The last several chapters of the book provide concrete examples of video games and other gaming related institutions that have positively contributed to society: whether by exerting political pressure on important issues, showing games that provide freedom for people to explore their true selves, or by drawing specific attention to the plight of others in order to engender empathy and understanding. For example, Chicka describes Gone Home, an experimental exploration game that follows the story of a lesbian teenager who faces ostracism from her family and that emphasizes diversity and a plot that can help the player develop empathy and understanding without instrumentalizing “the other.” In another example, Chicka examines the situation of non-traditional game designers and the economic hardship that often accompanies those who seek to develop new game designs that resist impulses towards violence and shallow depictions of various people groups and issues.
This reviewer found Playing as Others to be a thoughtful and well-written book that provides the reader with a robust theological video game methodology that is coherent, rich, and practical.
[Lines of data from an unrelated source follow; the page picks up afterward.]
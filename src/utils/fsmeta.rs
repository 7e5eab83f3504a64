use std::fs::Metadata;
use std::path::Path;
use std::time::UNIX_EPOCH;

/// Modification time as seconds since the epoch, 0 when unreadable.
pub fn mtime_secs(meta: &Metadata) -> i64 {
    meta.modified()
        .ok()
        .and_then(|t| t.duration_since(UNIX_EPOCH).ok())
        .map(|d| d.as_secs() as i64)
        .unwrap_or(0)
}

/// File size; directories report 0.
pub fn size_bytes(meta: &Metadata) -> u64 {
    if meta.is_dir() {
        0
    } else {
        meta.len()
    }
}

/// Lowercased extension of a path string, if any.
pub fn extension_lower(path: &str) -> Option<String> {
    Path::new(path)
        .extension()
        .and_then(|e| e.to_str())
        .map(|e| e.to_ascii_lowercase())
}

/// Filesystem types that do not deliver inotify events.
const NETWORK_FS: &[&str] = &["nfs", "nfs4", "cifs", "smb", "smbfs", "fuse.sshfs"];

/// Check whether a path sits on a network mount by consulting /proc/mounts.
///
/// Used as a backstop: a bookmark mis-flagged as local still must not get an
/// inotify watcher if the kernel will never deliver events for it.
pub fn is_network_mount(path: &Path) -> bool {
    let mounts = match std::fs::read_to_string("/proc/mounts") {
        Ok(m) => m,
        Err(_) => return false,
    };
    is_network_mount_in(path, &mounts)
}

fn is_network_mount_in(path: &Path, mounts: &str) -> bool {
    let path_str = path.to_string_lossy();

    // Longest matching mount point decides
    let mut best: Option<(&str, &str)> = None;
    for line in mounts.lines() {
        let mut parts = line.split_whitespace();
        let (Some(_dev), Some(mount_point), Some(fs_type)) =
            (parts.next(), parts.next(), parts.next())
        else {
            continue;
        };
        if crate::index::types::path_under(mount_point, &path_str) {
            match best {
                Some((prev, _)) if prev.len() >= mount_point.len() => {}
                _ => best = Some((mount_point, fs_type)),
            }
        }
    }

    best.is_some_and(|(_, fs_type)| NETWORK_FS.contains(&fs_type))
}
impl IndexStore {
    pub fn new() -> Self {
        Self {
            interner: PathInterner::new(),
            records: BTreeMap::new(),
            postings: HashMap::new(),
            bookmarks: BTreeMap::new(),
            next_bookmark_id: 1,
            version: 0,
        }
    }

    // ------------------------------------------------------------------
    // File records
    // ------------------------------------------------------------------

    /// Insert or refresh a path. Idempotent on path: re-insertion updates
    /// mtime/size/is_dir but preserves the FileId and posting lists.
    pub fn insert(
        &mut self,
        path: &str,
        is_dir: bool,
        mtime: i64,
        size: u64,
        bookmark_id: BookmarkId,
    ) -> FileId {
        self.version += 1;

        let (id, created) = self.interner.intern(path);
        if !created {
            if let Some(record) = self.records.get_mut(&id) {
                record.is_dir = is_dir;
                record.mtime = mtime;
                record.size = size;
                record.bookmark_id = bookmark_id;
            }
            return id;
        }

        let record = FileRecord {
            id,
            path: path.to_string(),
            is_dir,
            mtime,
            size,
            bookmark_id,
        };
        self.add_postings(id, record.basename());
        self.records.insert(id, record);
        id
    }

    /// Re-insert a persisted record during warm start, keeping its id.
    pub fn insert_record(&mut self, record: FileRecord) {
        self.interner.intern_with_id(&record.path, record.id);
        self.add_postings(record.id, record.basename());
        self.records.insert(record.id, record);
        self.version += 1;
    }

    /// Forget a single path. Returns the removed record, if any.
    pub fn remove(&mut self, path: &str) -> Option<FileRecord> {
        let id = self.interner.lookup(path)?;
        self.version += 1;
        self.interner.forget(id);
        let record = self.records.remove(&id)?;
        self.strip_postings(id, record.basename());
        Some(record)
    }

    /// Forget a path and everything beneath it. Returns removed records.
    pub fn remove_subtree(&mut self, path: &str) -> Vec<FileRecord> {
        let mut removed = Vec::new();
        for id in self.interner.descendants(path) {
            if let Some(record) = self.records.remove(&id) {
                self.interner.forget(id);
                self.strip_postings(id, record.basename());
                removed.push(record);
            }
        }
        if let Some(record) = self.remove(path) {
            removed.push(record);
        }
        if !removed.is_empty() {
            self.version += 1;
        }
        removed
    }

    /// Move a record, preserving its FileId. For directories every
    /// descendant path is rewritten by prefix substitution, ids intact.
    /// Returns all records whose stored path changed (for mirroring).
    pub fn rename(&mut self, old_path: &str, new_path: &str) -> Vec<FileRecord> {
        let Some(id) = self.interner.lookup(old_path) else {
            return Vec::new();
        };
        self.version += 1;

        // Rename onto an indexed path overwrites it; the target's old
        // record must go or the interner maps stop being inverses.
        if old_path != new_path && self.interner.lookup(new_path).is_some() {
            self.remove(new_path);
        }

        let mut changed = Vec::new();

        // Descendants first so the parent's rewrite never shadows them.
        let descendant_ids = self.interner.descendants(old_path);
        for desc_id in descendant_ids {
            if let Some(record) = self.records.get_mut(&desc_id) {
                let suffix = record.path[old_path.len()..].to_string();
                let rewritten = format!("{new_path}{suffix}");
                self.interner.forget(desc_id);
                self.interner.intern_with_id(&rewritten, desc_id);
                record.path = rewritten;
                changed.push(record.clone());
            }
        }

        if let Some(record) = self.records.get_mut(&id) {
            let old_base = crate::index::types::basename(old_path).to_string();
            let new_base = crate::index::types::basename(new_path).to_string();
            self.interner.forget(id);
            self.interner.intern_with_id(new_path, id);
            record.path = new_path.to_string();
            changed.push(record.clone());

            // Posting lists only move when the basename actually changed.
            if !old_base.eq_ignore_ascii_case(&new_base) {
                self.strip_postings(id, &old_base);
                self.add_postings(id, &new_base);
            }
        }

        changed
    }

    /// Refresh mtime/size after a metadata-only change.
    pub fn update_meta(&mut self, path: &str, mtime: i64, size: u64) -> Option<FileRecord> {
        let id = self.interner.lookup(path)?;
        let record = self.records.get_mut(&id)?;
        if record.mtime == mtime && record.size == size {
            return None;
        }
        self.version += 1;
        record.mtime = mtime;
        record.size = size;
        Some(record.clone())
    }

    pub fn record(&self, id: FileId) -> Option<&FileRecord> {
        self.records.get(&id)
    }

    pub fn lookup_path(&self, path: &str) -> Option<&FileRecord> {
        self.interner.lookup(path).and_then(|id| self.records.get(&id))
    }

    pub fn file_count(&self) -> usize {
        self.records.len()
    }

    /// Count of distinct trigrams with a non-empty posting list.
    pub fn trigram_count(&self) -> usize {
        self.postings.len()
    }

    pub fn version(&self) -> u64 {
        self.version
    }

    pub fn records(&self) -> impl Iterator<Item = &FileRecord> {
        self.records.values()
    }

    /// A reconciler batch: up to `limit` records with id >= `cursor`, in id
    /// order. Returns the records and the cursor for the next batch (`None`
    /// when the sweep wrapped).
    pub fn batch_from(&self, cursor: FileId, limit: usize) -> (Vec<FileRecord>, Option<FileId>) {
        let batch: Vec<FileRecord> = self
            .records
            .range(cursor..)
            .take(limit)
            .map(|(_, r)| r.clone())
            .collect();
        let next = batch.last().map(|r| r.id + 1).filter(|_| batch.len() == limit);
        (batch, next)
    }

    // ------------------------------------------------------------------
    // Posting lists
    // ------------------------------------------------------------------

    fn add_postings(&mut self, id: FileId, basename: &str) {
        for trigram in extract_trigrams(basename.as_bytes()) {
            self.postings.entry(trigram).or_default().insert(id);
        }
    }

    fn strip_postings(&mut self, id: FileId, basename: &str) {
        for trigram in extract_trigrams(basename.as_bytes()) {
            if let Entry::Occupied(mut entry) = self.postings.entry(trigram) {
                entry.get_mut().remove(id);
                // A list lives exactly as long as one file references it.
                if entry.get().is_empty() {
                    entry.remove();
                }
            }
        }
    }

    pub fn posting(&self, trigram: Trigram) -> Option<&RoaringTreemap> {
        self.postings.get(&trigram)
    }

    /// Intersect the posting lists of all `trigrams`, shortest first.
    /// Returns an empty set when any trigram is unknown.
    pub fn candidates(&self, trigrams: &[Trigram]) -> RoaringTreemap {
        let mut lists: Vec<&RoaringTreemap> = Vec::with_capacity(trigrams.len());
        for &t in trigrams {
            match self.postings.get(&t) {
                Some(list) => lists.push(list),
                None => return RoaringTreemap::new(),
            }
        }
        lists.sort_by_key(|l| l.len());

        let mut iter = lists.into_iter();
        let Some(first) = iter.next() else {
            return RoaringTreemap::new();
        };
        let mut acc = first.clone();
        for list in iter {
            acc &= list;
            if acc.is_empty() {
                break;
            }
        }
        acc
    }

    // ------------------------------------------------------------------
    // Bookmarks
    // ------------------------------------------------------------------

    /// Register a root. Re-adding the same path updates the label and
    /// network flag in place; a name already claimed by a different path is
    /// rejected.
    pub fn add_bookmark(&mut self, name: &str, path: &str, is_network: bool) -> Result<BookmarkId> {
        if name.is_empty() || name.contains(':') {
            bail!("bookmark name {name:?} must be non-empty and colon-free");
        }
        if !path.starts_with('/') {
            bail!("bookmark path {path:?} must be absolute");
        }

        if let Some(existing) = self.bookmarks.values().find(|b| b.name == name) {
            if existing.path != path {
                bail!("bookmark name {name:?} already refers to {}", existing.path);
            }
        }

        if let Some(existing) = self.bookmarks.values_mut().find(|b| b.path == path) {
            existing.name = name.to_string();
            existing.is_network = is_network;
            let id = existing.id;
            self.version += 1;
            return Ok(id);
        }

        let id = self.next_bookmark_id;
        self.next_bookmark_id += 1;
        self.bookmarks.insert(
            id,
            Bookmark {
                id,
                name: name.to_string(),
                path: path.to_string(),
                is_network,
                last_scan: None,
            },
        );
        self.version += 1;
        Ok(id)
    }

    /// Re-register a persisted bookmark during warm start, keeping its id.
    pub fn insert_bookmark(&mut self, bookmark: Bookmark) {
        if bookmark.id >= self.next_bookmark_id {
            self.next_bookmark_id = bookmark.id + 1;
        }
        self.bookmarks.insert(bookmark.id, bookmark);
        self.version += 1;
    }

    pub fn remove_bookmark(&mut self, name: &str) -> Option<Bookmark> {
        let id = self.bookmarks.values().find(|b| b.name == name).map(|b| b.id)?;
        self.version += 1;
        self.bookmarks.remove(&id)
    }

    pub fn bookmark(&self, id: BookmarkId) -> Option<&Bookmark> {
        self.bookmarks.get(&id)
    }

    pub fn bookmark_by_name(&self, name: &str) -> Option<&Bookmark> {
        self.bookmarks.values().find(|b| b.name == name)
    }

    pub fn bookmark_by_path(&self, path: &str) -> Option<&Bookmark> {
        self.bookmarks.values().find(|b| b.path == path)
    }

    /// The longest-prefix bookmark containing `path`, if any.
    pub fn bookmark_for_path(&self, path: &str) -> Option<&Bookmark> {
        self.bookmarks
            .values()
            .filter(|b| path_under(&b.path, path))
            .max_by_key(|b| b.path.len())
    }

    pub fn set_last_scan(&mut self, id: BookmarkId, epoch_secs: i64) -> Option<Bookmark> {
        let bookmark = self.bookmarks.get_mut(&id)?;
        bookmark.last_scan = Some(epoch_secs);
        Some(bookmark.clone())
    }

    pub fn bookmarks(&self) -> impl Iterator<Item = &Bookmark> {
        self.bookmarks.values()
    }

    pub fn bookmark_count(&self) -> usize {
        self.bookmarks.len()
    }

    /// Ids of every record whose path lies under `root`.
    pub fn ids_under(&self, root: &str) -> Vec<FileId> {
        let mut ids = self.interner.descendants(root);
        if let Some(id) = self.interner.lookup(root) {
            ids.push(id);
        }
        ids
    }
}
Further, this book also reads in a refreshingly genuine manner, often including anecdotes that emerge from Chicka’s past and his personal interaction with important gaming-related figures and institutions. While a non-confessional theological method will not be persuasive to everyone, Chicka argues his case well and shows a strong and wide-ranging grasp of both Tillich and Levinas. His approach is among the first of many that are likely to come. It will be interesting to see how other thinkers from distinctive Christian traditions address these issues.
This book represents an important contribution to theological studies and would be most useful to video games scholars, ethicists, and professionals who work or intend to work in gaming related fields.